En vísperas de la Nochebuena la liturgia nos pone a la Santísima Virgen María
en el hermosísimo pasaje de su visita a Isabel, la madre de Juan, y en ese
pasaje encontramos la disponibilidad de María, su entrega por los demás. Llena
de la presencia de un mesías que viene a servir, corre a ayudar: encuentra tiempo,
sale de su programa y de su horario, recorre distancias y va a pasar unos meses
con ella. No es egoísta. No se encierra
en sí misma a rumiar gozosamente su alegría. ¿No es exactamente la actitud de
Cristo, que viene a entregarse por los demás? ¿No es también la actitud de un
cristiano y de la comunidad entera: que no sólo crezca en su fe cara a Cristo,
sino que esta fe se traduzca en una caridad de entrega por los más necesitados
de nuestra ayuda? Precisamente porque Ella ha experimentado la cercanía y el
favor de Dios, hemos de aprender de Ella a "visitar" a los demás. La Virgen
Santísima anuncia la buena noticia de la salvación. Esta es la misión de la
Iglesia y de cada cristiano: llevar a Cristo, anunciar la noticia palpitante
-hecha testimonio de vida en nosotros- de que Dios es el Dios-con-nosotros.

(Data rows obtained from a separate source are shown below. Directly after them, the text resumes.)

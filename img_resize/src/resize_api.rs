//! Image Resize API Module
//!
//! Flat-folder batch: every supported image in `input_dir` is decoded,
//! scaled down to a fixed height with Lanczos resampling, re-encoded in its
//! own format and written to `output_dir` under the same file name.

use crate::encode::encode_image;
use crate::formats::{supported_extensions, ImageKind, OutputEncoding};
use crate::geometry::{plan_resize, ResizePlan};
use crate::heif::HeifSupport;
use crate::metadata::read_exif;
use crate::{ResizeError, Result};
use anyhow::Context;
use image::imageops::FilterType;
use image::{DynamicImage, GenericImageView, ImageFormat, ImageReader};
use shared_utils::{display_name, hidden_progress, print_line, BatchResult, ProgressBar};
use std::fs;
use std::path::{Path, PathBuf};
use tracing::{debug, info};

pub const DEFAULT_TARGET_HEIGHT: u32 = 1500;
pub const DEFAULT_QUALITY: u8 = 85;

#[derive(Debug, Clone, Copy, PartialEq, Eq)]
pub struct ResizeConfig {
    /// Images taller than this are scaled down to exactly this height.
    pub target_height: u32,
    /// Lossy quality for JPEG / WebP / HEIF, 1..=100
    pub quality: u8,
}

impl Default for ResizeConfig {
    fn default() -> Self {
        Self {
            target_height: DEFAULT_TARGET_HEIGHT,
            quality: DEFAULT_QUALITY,
        }
    }
}

impl ResizeConfig {
    pub fn validate(&self) -> Result<()> {
        if self.target_height == 0 {
            return Err(ResizeError::InvalidConfig(
                "target height must be positive".to_string(),
            ));
        }
        if !(1..=100).contains(&self.quality) {
            return Err(ResizeError::InvalidConfig(format!(
                "quality must be within 1..=100, got {}",
                self.quality
            )));
        }
        Ok(())
    }
}

/// A decoded source image.
pub struct ImageFile {
    pub path: PathBuf,
    pub kind: ImageKind,
    pub pixels: DynamicImage,
    /// Container format sniffed from the file contents, if any
    pub detected_format: Option<ImageFormat>,
    /// Raw EXIF, only read for kinds that carry it
    pub exif: Option<Vec<u8>>,
}

impl ImageFile {
    pub fn open(path: &Path, kind: ImageKind) -> Result<Self> {
        let (pixels, detected_format) = match kind {
            ImageKind::Heif => (decode_heif(path)?, None),
            _ => {
                let reader = ImageReader::open(path)?.with_guessed_format()?;
                let format = reader.format();
                (reader.decode()?, format)
            }
        };

        let exif = if kind.carries_exif() {
            read_exif(path)
        } else {
            None
        };

        Ok(Self {
            path: path.to_path_buf(),
            kind,
            pixels,
            detected_format,
            exif,
        })
    }

    /// Same file name inside `output_dir`.
    pub fn output_path(&self, output_dir: &Path) -> Result<PathBuf> {
        let name = self
            .path
            .file_name()
            .ok_or_else(|| ResizeError::InvalidPath(self.path.clone()))?;
        Ok(output_dir.join(name))
    }
}

#[cfg(feature = "heif")]
fn decode_heif(path: &Path) -> Result<DynamicImage> {
    crate::heif::decode(path)
}

#[cfg(not(feature = "heif"))]
fn decode_heif(_path: &Path) -> Result<DynamicImage> {
    Err(ResizeError::HeifUnavailable)
}

/// Resize and re-encode one file into `output_dir`. Existing output is
/// overwritten. Nothing is written when decoding or encoding fails.
pub fn resize_file(path: &Path, output_dir: &Path, config: &ResizeConfig) -> Result<PathBuf> {
    let kind =
        ImageKind::from_path(path).ok_or_else(|| ResizeError::InvalidPath(path.to_path_buf()))?;
    let source = ImageFile::open(path, kind)?;
    let output = source.output_path(output_dir)?;

    let ImageFile {
        pixels,
        detected_format,
        exif,
        ..
    } = source;

    let (width, height) = pixels.dimensions();
    let resized = match plan_resize(width, height, config.target_height)? {
        ResizePlan::Keep => pixels,
        ResizePlan::Resize {
            width: new_width,
            height: new_height,
        } => {
            debug!(
                file = %path.display(),
                from = %format!("{}x{}", width, height),
                to = %format!("{}x{}", new_width, new_height),
                "Lanczos resize"
            );
            pixels.resize_exact(new_width, new_height, FilterType::Lanczos3)
        }
    };

    let encoding = OutputEncoding::for_kind(kind, config.quality, detected_format);
    let exif = if encoding.embeds_exif() {
        exif.as_deref()
    } else {
        None
    };
    let bytes = encode_image(&resized, encoding, exif)?;

    fs::write(&output, bytes).map_err(|source| ResizeError::Write {
        path: output.clone(),
        source,
    })?;
    Ok(output)
}

pub fn resize_folder(
    input_dir: &Path,
    output_dir: &Path,
    config: &ResizeConfig,
    heif: HeifSupport,
) -> anyhow::Result<BatchResult> {
    resize_folder_with_progress(input_dir, output_dir, config, heif, &hidden_progress())
}

/// Same as [`resize_folder`], drawing per-file lines above `progress`.
pub fn resize_folder_with_progress(
    input_dir: &Path,
    output_dir: &Path,
    config: &ResizeConfig,
    heif: HeifSupport,
    progress: &ProgressBar,
) -> anyhow::Result<BatchResult> {
    config.validate()?;
    shared_utils::ensure_dir_exists(output_dir)?;
    let extensions = supported_extensions(heif);
    let files = shared_utils::collect_files(input_dir, &extensions)
        .with_context(|| format!("Failed to scan {}", input_dir.display()))?;

    info!(
        input = %input_dir.display(),
        output = %output_dir.display(),
        files = files.len(),
        target_height = config.target_height,
        quality = config.quality,
        heif = heif.is_available(),
        "Starting resize batch"
    );
    progress.set_length(files.len() as u64);

    let mut batch = BatchResult::new();
    for path in files {
        let name = display_name(&path);
        progress.set_message(name.clone());
        print_line(progress, &format!("🖼️ Processing: {}", name));

        match resize_file(&path, output_dir, config) {
            Ok(output) => {
                print_line(progress, &format!("✅ Saved: {}", display_name(&output)));
                info!(file = %name, output = %output.display(), outcome = "saved", "Image resized");
                batch.success();
            }
            Err(e) => {
                print_line(progress, &format!("❌ Failed: {} – {}", name, e));
                info!(file = %name, outcome = "failed", error = %e, "Image resize failed");
                batch.fail(path, e.to_string());
            }
        }
        progress.inc(1);
    }

    Ok(batch)
}

#[cfg(test)]
mod tests {
    use super::*;
    use image::{Rgb, RgbImage};
    use tempfile::TempDir;

    fn gradient(width: u32, height: u32) -> DynamicImage {
        DynamicImage::ImageRgb8(RgbImage::from_fn(width, height, |x, y| {
            Rgb([(x % 256) as u8, (y % 256) as u8, ((x + y) % 256) as u8])
        }))
    }

    fn save(dir: &Path, name: &str, img: &DynamicImage) -> PathBuf {
        let path = dir.join(name);
        img.save(&path).unwrap();
        path
    }

    fn dims(path: &Path) -> (u32, u32) {
        image::image_dimensions(path).unwrap()
    }

    fn config(target_height: u32) -> ResizeConfig {
        ResizeConfig {
            target_height,
            ..Default::default()
        }
    }

    fn sorted_names(dir: &Path) -> Vec<String> {
        let mut names: Vec<String> = fs::read_dir(dir)
            .unwrap()
            .map(|e| e.unwrap().file_name().to_string_lossy().into_owned())
            .collect();
        names.sort();
        names
    }

    #[test]
    fn test_default_config() {
        let config = ResizeConfig::default();
        assert_eq!(config.target_height, 1500);
        assert_eq!(config.quality, 85);
        assert!(config.validate().is_ok());
    }

    #[test]
    fn test_invalid_config() {
        assert!(config(0).validate().is_err());
        let bad_quality = ResizeConfig {
            quality: 0,
            ..Default::default()
        };
        assert!(bad_quality.validate().is_err());
        let too_high = ResizeConfig {
            quality: 101,
            ..Default::default()
        };
        assert!(too_high.validate().is_err());
    }

    #[test]
    fn test_tall_image_resized_to_even_width() {
        let input = TempDir::new().unwrap();
        let output = TempDir::new().unwrap();
        let src = save(input.path(), "portrait.jpg", &gradient(302, 400));

        let out = resize_file(&src, output.path(), &config(150)).unwrap();
        assert_eq!(out, output.path().join("portrait.jpg"));
        assert_eq!(dims(&out), (114, 150));
    }

    #[test]
    fn test_short_image_keeps_dimensions() {
        let input = TempDir::new().unwrap();
        let output = TempDir::new().unwrap();
        let src = save(input.path(), "small.png", &gradient(99, 60));

        let out = resize_file(&src, output.path(), &config(150)).unwrap();
        assert_eq!(dims(&out), (99, 60));
        // PNG is lossless; pass-through is pixel exact
        assert_eq!(
            image::open(&out).unwrap().to_rgb8(),
            image::open(&src).unwrap().to_rgb8()
        );
    }

    #[test]
    fn test_output_format_follows_extension() {
        let input = TempDir::new().unwrap();
        let output = TempDir::new().unwrap();
        let img = gradient(40, 200);
        for name in ["a.jpg", "b.png", "c.webp", "d.tiff", "e.bmp"] {
            let src = save(input.path(), name, &img);
            resize_file(&src, output.path(), &config(100)).unwrap();
        }

        let format = |name: &str| image::ImageReader::open(output.path().join(name))
            .unwrap()
            .with_guessed_format()
            .unwrap()
            .format();
        assert_eq!(format("a.jpg"), Some(ImageFormat::Jpeg));
        assert_eq!(format("b.png"), Some(ImageFormat::Png));
        assert_eq!(format("c.webp"), Some(ImageFormat::WebP));
        assert_eq!(format("d.tiff"), Some(ImageFormat::Tiff));
        assert_eq!(format("e.bmp"), Some(ImageFormat::Bmp));
        assert_eq!(dims(&output.path().join("c.webp")), (20, 100));
    }

    #[test]
    fn test_jpeg_exif_preserved() {
        let input = TempDir::new().unwrap();
        let output = TempDir::new().unwrap();

        let mut jpeg = Vec::new();
        gradient(60, 300)
            .write_with_encoder(image::codecs::jpeg::JpegEncoder::new_with_quality(&mut jpeg, 90))
            .unwrap();
        let tagged =
            crate::metadata::embed_jpeg_exif(jpeg, &crate::metadata::orientation_exif(6)).unwrap();
        let src = input.path().join("camera.jpg");
        fs::write(&src, tagged).unwrap();

        let out = resize_file(&src, output.path(), &config(150)).unwrap();
        assert_eq!(dims(&out), (30, 150));

        let exif = read_exif(&out).expect("EXIF carried over");
        assert_eq!(exif, crate::metadata::orientation_exif(6));
    }

    #[test]
    fn test_degenerate_width_is_per_file_error() {
        let input = TempDir::new().unwrap();
        let output = TempDir::new().unwrap();
        let src = save(input.path(), "sliver.png", &gradient(1, 400));

        let err = resize_file(&src, output.path(), &config(10)).unwrap_err();
        assert!(matches!(err, ResizeError::DegenerateDimensions { .. }));
        assert!(!output.path().join("sliver.png").exists());
    }

    #[test]
    fn test_folder_mixed_inputs() {
        let input = TempDir::new().unwrap();
        let output = TempDir::new().unwrap();
        let img = gradient(80, 400);
        save(input.path(), "one.jpg", &img);
        save(input.path(), "two.png", &img);
        fs::write(input.path().join("notes.txt"), b"hello").unwrap();
        fs::write(input.path().join("clip.heic"), b"not decoded").unwrap();
        fs::create_dir(input.path().join("nested.jpg")).unwrap();

        let result = resize_folder(
            input.path(),
            output.path(),
            &config(200),
            HeifSupport::Unavailable,
        )
        .unwrap();

        assert_eq!(result.total, 2);
        assert_eq!(result.succeeded, 2);
        assert_eq!(sorted_names(output.path()), vec!["one.jpg", "two.png"]);
        assert_eq!(dims(&output.path().join("one.jpg")), (40, 200));
    }

    #[cfg(not(feature = "heif"))]
    #[test]
    fn test_heic_without_codec_fails_per_file() {
        let input = TempDir::new().unwrap();
        let output = TempDir::new().unwrap();
        save(input.path(), "a.png", &gradient(20, 40));
        fs::write(input.path().join("phone.heic"), b"ftypheic").unwrap();

        let result = resize_folder(
            input.path(),
            output.path(),
            &config(20),
            HeifSupport::Available,
        )
        .unwrap();

        assert_eq!(result.total, 2);
        assert_eq!(result.succeeded, 1);
        assert_eq!(result.failed, 1);
        assert_eq!(result.errors[0].0, input.path().join("phone.heic"));
        assert_eq!(
            result.errors[0].1,
            ResizeError::HeifUnavailable.to_string()
        );
        assert_eq!(sorted_names(output.path()), vec!["a.png"]);
    }

    #[test]
    fn test_corrupt_file_does_not_stop_batch() {
        let input = TempDir::new().unwrap();
        let output = TempDir::new().unwrap();
        save(input.path(), "good.png", &gradient(50, 300));
        fs::write(input.path().join("broken.jpg"), b"\xFF\xD8 definitely not a jpeg").unwrap();
        fs::write(input.path().join("empty.webp"), b"").unwrap();

        let result =
            resize_folder(input.path(), output.path(), &config(150), HeifSupport::Unavailable)
                .unwrap();

        assert_eq!(result.total, 3);
        assert_eq!(result.succeeded, 1);
        assert_eq!(result.failed, 2);
        assert_eq!(sorted_names(output.path()), vec!["good.png"]);
    }

    #[test]
    fn test_second_run_is_noop_on_dimensions() {
        let input = TempDir::new().unwrap();
        let first = TempDir::new().unwrap();
        let second = TempDir::new().unwrap();
        save(input.path(), "p.png", &gradient(303, 500));

        resize_folder(input.path(), first.path(), &config(250), HeifSupport::Unavailable).unwrap();
        resize_folder(first.path(), second.path(), &config(250), HeifSupport::Unavailable).unwrap();

        let once = dims(&first.path().join("p.png"));
        assert_eq!(once, (152, 250));
        assert_eq!(dims(&second.path().join("p.png")), once);
    }

    #[test]
    fn test_output_dir_created_and_overwritten() {
        let input = TempDir::new().unwrap();
        let root = TempDir::new().unwrap();
        let output = root.path().join("resized").join("1500px");
        save(input.path(), "a.png", &gradient(20, 20));
        fs::create_dir_all(&output).unwrap();
        fs::write(output.join("a.png"), b"stale").unwrap();

        resize_folder(input.path(), &output, &ResizeConfig::default(), HeifSupport::Unavailable)
            .unwrap();

        assert_eq!(dims(&output.join("a.png")), (20, 20));
    }

    #[test]
    fn test_missing_input_dir_is_error() {
        let root = TempDir::new().unwrap();
        let result = resize_folder(
            &root.path().join("missing"),
            &root.path().join("out"),
            &ResizeConfig::default(),
            HeifSupport::Unavailable,
        );
        assert!(result.is_err());
    }

    #[test]
    fn test_invalid_config_rejected_before_scan() {
        let input = TempDir::new().unwrap();
        let output = TempDir::new().unwrap();
        let result = resize_folder(input.path(), output.path(), &config(0), HeifSupport::Unavailable);
        assert!(result.is_err());
    }
}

Si
nosotros celebramos al Dios que nace en Navidad, es para darlo también a los demás: a los hijos, a los padres, a los hermanos, a la sociedad
que nos rodea, a la comunidad religiosa a la que pertenecemos. María Santísima es símbolo
de una Iglesia que quiere ser apóstol y testigo de Cristo en el mundo de hoy.
Celebramos que Dios es el Dios-con-nosotros. Y la consecuencia es doble: que
nosotros queremos ser nosotros-con-Dios, pero también nosotros-con-los-demás •
AE
(The name of this blgs is "The Wife's Meditation", the Wife is the Church, who silently meditates on the Word of Christ, her Husband)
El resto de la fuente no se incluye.